Migrating from a homegrown SSO implementation to WorkOS
Blog post from WorkOS
Transitioning from a homegrown Single Sign-On (SSO) solution to WorkOS aims to simplify and streamline the process of managing SAML and OAuth/OIDC integrations, reducing maintenance burdens and enhancing reliability. This guide provides a step-by-step approach for organizations to migrate their existing SSO systems, whether they have fewer than 15 connections or a larger number, by either reconfiguring each connection individually or using a proxy method to facilitate incremental migration. It emphasizes the importance of auditing current setups, documenting configurations, and choosing the appropriate migration path based on the number of connections.
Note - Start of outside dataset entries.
//! Root of the fleet hierarchy. Owns every cluster and the registry of all virtual machines.
//!
//! Virtual machines reference their host by id and hosts keep VM ids, so the cloud is the only
//! owner of the whole graph. Every lifecycle transition (deploy, destroy, migrate) is a single
//! method taking `&mut self`, which means no reader can observe a VM registered in the deployed
//! set while missing from its host allocation, or the other way around.

use std::collections::{BTreeMap, BTreeSet, HashMap};

use log::debug;

use crate::core::cluster::Cluster;
use crate::core::common::{Aggregate, HostId, ResourceAccount, VmId};
use crate::core::error::SimulationError;
use crate::core::host::Host;
use crate::core::vm::{VirtualMachine, VmState};

pub struct Cloud {
    pub account: ResourceAccount,
    clusters: Vec<Cluster>,
    // host id -> index of its cluster
    host_index: HashMap<HostId, usize>,
    vms: BTreeMap<VmId, VirtualMachine>,
    deployed: BTreeSet<VmId>,
}

impl Cloud {
    pub fn new(clusters: Vec<Cluster>) -> Result<Self, SimulationError> {
        let mut host_index: HashMap<HostId, usize> = Default::default();
        for (idx, cluster) in clusters.iter().enumerate() {
            for host in cluster.hosts() {
                if host_index.insert(host.id(), idx).is_some() {
                    return Err(SimulationError::Config(format!(
                        "duplicate host id {}",
                        host.id()
                    )));
                }
            }
        }
        let total_cpu = clusters.iter().map(|c| c.account.total_cpu_mhz()).sum();
        let total_memory = clusters.iter().map(|c| c.account.total_memory_bytes()).sum();
        Ok(Self {
            account: ResourceAccount::new(0, total_cpu, total_memory),
            clusters,
            host_index,
            vms: Default::default(),
            deployed: Default::default(),
        })
    }

    pub fn clusters(&self) -> &[Cluster] {
        &self.clusters
    }

    pub fn host_count(&self) -> usize {
        self.host_index.len()
    }

    pub fn host(&self, id: HostId) -> Option<&Host> {
        let cluster_idx = *self.host_index.get(&id)?;
        self.clusters[cluster_idx].host(id)
    }

    /// Index of the cluster the host belongs to.
    pub fn cluster_index_of(&self, host_id: HostId) -> Option<usize> {
        self.host_index.get(&host_id).copied()
    }

    pub fn register_vm(&mut self, vm: VirtualMachine) -> Result<(), SimulationError> {
        if self.vms.contains_key(&vm.id) {
            return Err(SimulationError::Config(format!(
                "vm {:?} is registered twice",
                vm.id
            )));
        }
        self.vms.insert(vm.id.clone(), vm);
        Ok(())
    }

    pub fn vm(&self, id: &str) -> Option<&VirtualMachine> {
        self.vms.get(id)
    }

    pub fn vms(&self) -> impl Iterator<Item = &VirtualMachine> {
        self.vms.values()
    }

    pub fn deployed_vms(&self) -> &BTreeSet<VmId> {
        &self.deployed
    }

    fn expect_vm(&self, id: &str) -> &VirtualMachine {
        self.vms
            .get(id)
            .unwrap_or_else(|| panic!("vm {:?} is not registered in cloud", id))
    }

    fn expect_host_mut(&mut self, id: HostId) -> &mut Host {
        let cluster_idx = *self
            .host_index
            .get(&id)
            .unwrap_or_else(|| panic!("host {} does not exist", id));
        self.clusters[cluster_idx]
            .host_mut(id)
            .unwrap_or_else(|| panic!("host {} does not exist", id))
    }

    /// Places a pending VM on `host_id`. Fails without touching any state if it does not fit.
    pub fn deploy(&mut self, vm_id: &str, host_id: HostId) -> Result<(), SimulationError> {
        let vm = self.expect_vm(vm_id);
        if vm.state() != VmState::Pending {
            panic!("vm {:?} cannot be deployed from state {:?}", vm_id, vm.state());
        }
        let requested = vm.requested();
        let fits = self
            .host(host_id)
            .map(|host| host.can_fit(&requested))
            .unwrap_or(false);
        if !fits {
            return Err(SimulationError::CapacityExhausted {
                vm_id: vm_id.to_string(),
                requested_cpu_mhz: requested.cpu_mhz,
                requested_memory_mb: requested.memory_mb,
            });
        }

        let vm = self.vms.get_mut(vm_id).unwrap_or_else(|| unreachable!());
        vm.set_deployed(host_id);
        let cluster_idx = self.host_index[&host_id];
        if let Some(host) = self.clusters[cluster_idx].host_mut(host_id) {
            host.add_vm(vm);
        }
        self.deployed.insert(vm_id.to_string());
        debug!("Deployed vm {:?} on host {}", vm_id, host_id);
        Ok(())
    }

    /// Removes a deployed VM from its host and from the deployed set. Returns false for VMs which
    /// are not deployed.
    pub fn destroy(&mut self, vm_id: &str) -> bool {
        if !self.deployed.remove(vm_id) {
            return false;
        }
        let host_id = match self.expect_vm(vm_id).host() {
            Some(host_id) => host_id,
            None => panic!("deployed vm {:?} has no host", vm_id),
        };
        self.expect_host_mut(host_id).remove_vm(vm_id);
        if let Some(vm) = self.vms.get_mut(vm_id) {
            vm.set_destroyed();
        }
        debug!("Destroyed vm {:?} on host {}", vm_id, host_id);
        true
    }

    /// Destroys every deployed VM whose destroy time is strictly before `time`.
    pub fn destroy_expired(&mut self, time: f64) -> Vec<VmId> {
        let expired: Vec<VmId> = self
            .deployed
            .iter()
            .filter(|id| (self.expect_vm(id).destroy_time as f64) < time)
            .cloned()
            .collect();
        for vm_id in expired.iter() {
            self.destroy(vm_id);
        }
        expired
    }

    /// Moves a deployed VM to `target`. Returns `Ok(false)` when the target is the current host.
    pub fn migrate(&mut self, vm_id: &str, target: HostId) -> Result<bool, SimulationError> {
        let violation = |reason: String| SimulationError::PolicyViolation {
            vm_id: vm_id.to_string(),
            reason,
        };
        let vm = self
            .vms
            .get(vm_id)
            .ok_or_else(|| violation("vm is unknown".to_string()))?;
        let source = match (vm.state(), vm.host()) {
            (VmState::Deployed, Some(source)) => source,
            _ => return Err(violation("vm is not deployed".to_string())),
        };
        if source == target {
            return Ok(false);
        }
        let requested = vm.requested();
        let target_host = self
            .host(target)
            .ok_or_else(|| violation(format!("target host {} does not exist", target)))?;
        if !target_host.can_fit(&requested) {
            return Err(violation(format!(
                "target host {} has [{}Mhz, {}MB] available, vm requests [{}Mhz, {}MB]",
                target,
                target_host.account.available_cpu_mhz(),
                target_host.account.available_memory_mb(),
                requested.cpu_mhz,
                requested.memory_mb
            )));
        }

        let usage = self.expect_host_mut(source).remove_vm(vm_id).map(|p| p.usage);
        let vm = self.vms.get_mut(vm_id).unwrap_or_else(|| unreachable!());
        vm.set_host(target);
        let cluster_idx = self.host_index[&target];
        if let Some(host) = self.clusters[cluster_idx].host_mut(target) {
            host.add_vm(vm);
            if let Some(usage) = usage {
                host.set_vm_usage(vm_id, usage);
            }
        }
        debug!("Migrated vm {:?} from host {} to host {}", vm_id, source, target);
        Ok(true)
    }

    /// Evaluates demand of every deployed VM at `time` and aggregates usage bottom-up.
    pub fn update_usage(&mut self, time: f64) {
        for vm_id in self.deployed.iter() {
            let vm = &self.vms[vm_id];
            let host_id = match vm.host() {
                Some(host_id) => host_id,
                None => panic!("deployed vm {:?} has no host", vm_id),
            };
            let usage = vm.usage_at(time);
            let cluster_idx = self.host_index[&host_id];
            if let Some(host) = self.clusters[cluster_idx].host_mut(host_id) {
                host.set_vm_usage(vm_id, usage);
            }
        }
        self.recompute_usage();
    }

    /// Recomputes one cluster and re-sums the cloud from cluster accounts.
    pub fn recompute_cluster(&mut self, cluster_idx: usize) {
        let cluster = &mut self.clusters[cluster_idx];
        cluster.recompute_allocation();
        cluster.recompute_usage();
        self.sum_clusters();
    }

    fn sum_clusters(&mut self) {
        self.account.reset_allocation();
        self.account.reset_usage();
        for cluster in self.clusters.iter() {
            self.account.add_allocation_of(&cluster.account);
            self.account.add_usage_of(&cluster.account);
        }
    }
}

impl Aggregate for Cloud {
    fn recompute_allocation(&mut self) {
        self.account.reset_allocation();
        for cluster in self.clusters.iter_mut() {
            cluster.recompute_allocation();
            self.account.add_allocation_of(&cluster.account);
        }
    }

    fn recompute_usage(&mut self) {
        self.account.reset_usage();
        for cluster in self.clusters.iter_mut() {
            cluster.recompute_usage();
            self.account.add_usage_of(&cluster.account);
        }
    }
}

#[cfg(test)]
mod tests {
    use super::Cloud;
    use crate::core::cluster::Cluster;
    use crate::core::common::Aggregate;
    use crate::core::error::SimulationError;
    use crate::core::host::HostSpec;
    use crate::core::vm::VmState;
    use crate::test_util::helpers::make_vm;

    fn cloud() -> Cloud {
        let spec = HostSpec {
            number_of_cores: 10,
            core_speed_mhz: 1000,
            memory_mb: 10240,
        };
        Cloud::new(vec![Cluster::new(0, 0, 2, &spec), Cluster::new(1, 2, 2, &spec)]).unwrap()
    }

    #[test]
    fn test_duplicate_host_ids_are_rejected() {
        let spec = HostSpec::default();
        let result = Cloud::new(vec![Cluster::new(0, 0, 2, &spec), Cluster::new(1, 1, 2, &spec)]);
        assert!(matches!(result, Err(SimulationError::Config(_))));
    }

    #[test]
    fn test_duplicate_vm_ids_are_rejected() {
        let mut cloud = cloud();
        cloud.register_vm(make_vm("vm", 1, 1000, 512, 0, 10)).unwrap();
        assert_eq!(
            Err(SimulationError::Config("vm \"vm\" is registered twice".to_string())),
            cloud.register_vm(make_vm("vm", 2, 1000, 512, 0, 10))
        );
        assert_eq!(1, cloud.vm("vm").unwrap().offering.number_of_cores);
    }

    #[test]
    fn test_deploy_registers_vm_with_host_and_cloud() {
        let mut cloud = cloud();
        cloud.register_vm(make_vm("vm", 4, 1000, 2048, 0, 10)).unwrap();
        cloud.deploy("vm", 3).unwrap();

        assert_eq!(Some(3), cloud.vm("vm").unwrap().host());
        assert!(cloud.host(3).unwrap().has_vm("vm"));
        assert!(cloud.deployed_vms().contains("vm"));
        assert_eq!(4000, cloud.host(3).unwrap().account.allocated_cpu_mhz());
    }

    #[test]
    fn test_deploy_without_room_does_not_mutate_state() {
        let mut cloud = cloud();
        cloud.register_vm(make_vm("big", 11, 1000, 1, 0, 10)).unwrap();
        assert_eq!(
            Err(SimulationError::CapacityExhausted {
                vm_id: "big".to_string(),
                requested_cpu_mhz: 11000,
                requested_memory_mb: 1,
            }),
            cloud.deploy("big", 0)
        );
        assert_eq!(None, cloud.vm("big").unwrap().host());
        assert_eq!(VmState::Pending, cloud.vm("big").unwrap().state());
        assert_eq!(0, cloud.host(0).unwrap().vm_count());
        assert!(cloud.deployed_vms().is_empty());
    }

    #[test]
    fn test_destroy_expired_uses_strict_comparison() {
        let mut cloud = cloud();
        cloud.register_vm(make_vm("vm", 1, 1000, 1024, 0, 100)).unwrap();
        cloud.deploy("vm", 0).unwrap();

        assert!(cloud.destroy_expired(100.0).is_empty());
        assert_eq!(vec!["vm".to_string()], cloud.destroy_expired(101.0));
        assert_eq!(None, cloud.vm("vm").unwrap().host());
        assert_eq!(VmState::Destroyed, cloud.vm("vm").unwrap().state());
        assert_eq!(0, cloud.host(0).unwrap().account.allocated_cpu_mhz());
        assert!(!cloud.destroy("vm"));
    }

    #[test]
    fn test_migration_to_full_host_is_rejected() {
        let mut cloud = cloud();
        cloud.register_vm(make_vm("a", 6, 1000, 1024, 0, 10)).unwrap();
        cloud.register_vm(make_vm("b", 6, 1000, 1024, 0, 10)).unwrap();
        cloud.deploy("a", 0).unwrap();
        cloud.deploy("b", 1).unwrap();

        assert!(matches!(
            cloud.migrate("a", 1),
            Err(SimulationError::PolicyViolation { .. })
        ));
        assert_eq!(Some(0), cloud.vm("a").unwrap().host());
        assert_eq!(Ok(false), cloud.migrate("a", 0));
    }

    #[test]
    fn test_reaggregation_is_idempotent() {
        let mut cloud = cloud();
        cloud.register_vm(make_vm("a", 3, 1000, 1024, 0, 10)).unwrap();
        cloud.register_vm(make_vm("b", 2, 1000, 2048, 0, 10)).unwrap();
        cloud.deploy("a", 0).unwrap();
        cloud.deploy("b", 2).unwrap();

        cloud.recompute_allocation();
        cloud.update_usage(0.0);
        let first = cloud.account.clone();
        cloud.recompute_allocation();
        cloud.update_usage(0.0);
        assert_eq!(first, cloud.account);
        assert_eq!(5000, cloud.account.allocated_cpu_mhz());
        assert_eq!(3072, cloud.account.allocated_memory_mb());
    }
}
For smaller setups, direct reconfiguration is suggested, while the proxy approach is recommended for larger systems to avoid customer-side IdP changes. The guide details the technical implementation steps, such as setting up callback and initiation endpoints, creating organizations in WorkOS, and using the Admin Portal for IT admin self-service. It addresses handling connections that require customer reconfiguration and outlines a decommissioning strategy for the old SSO implementation once all connections are successfully migrated. Ultimately, adopting WorkOS is presented as a means to enhance SSO reliability, reduce maintenance, and provide additional features like managed certificate renewal, error handling, and observability through the Events API.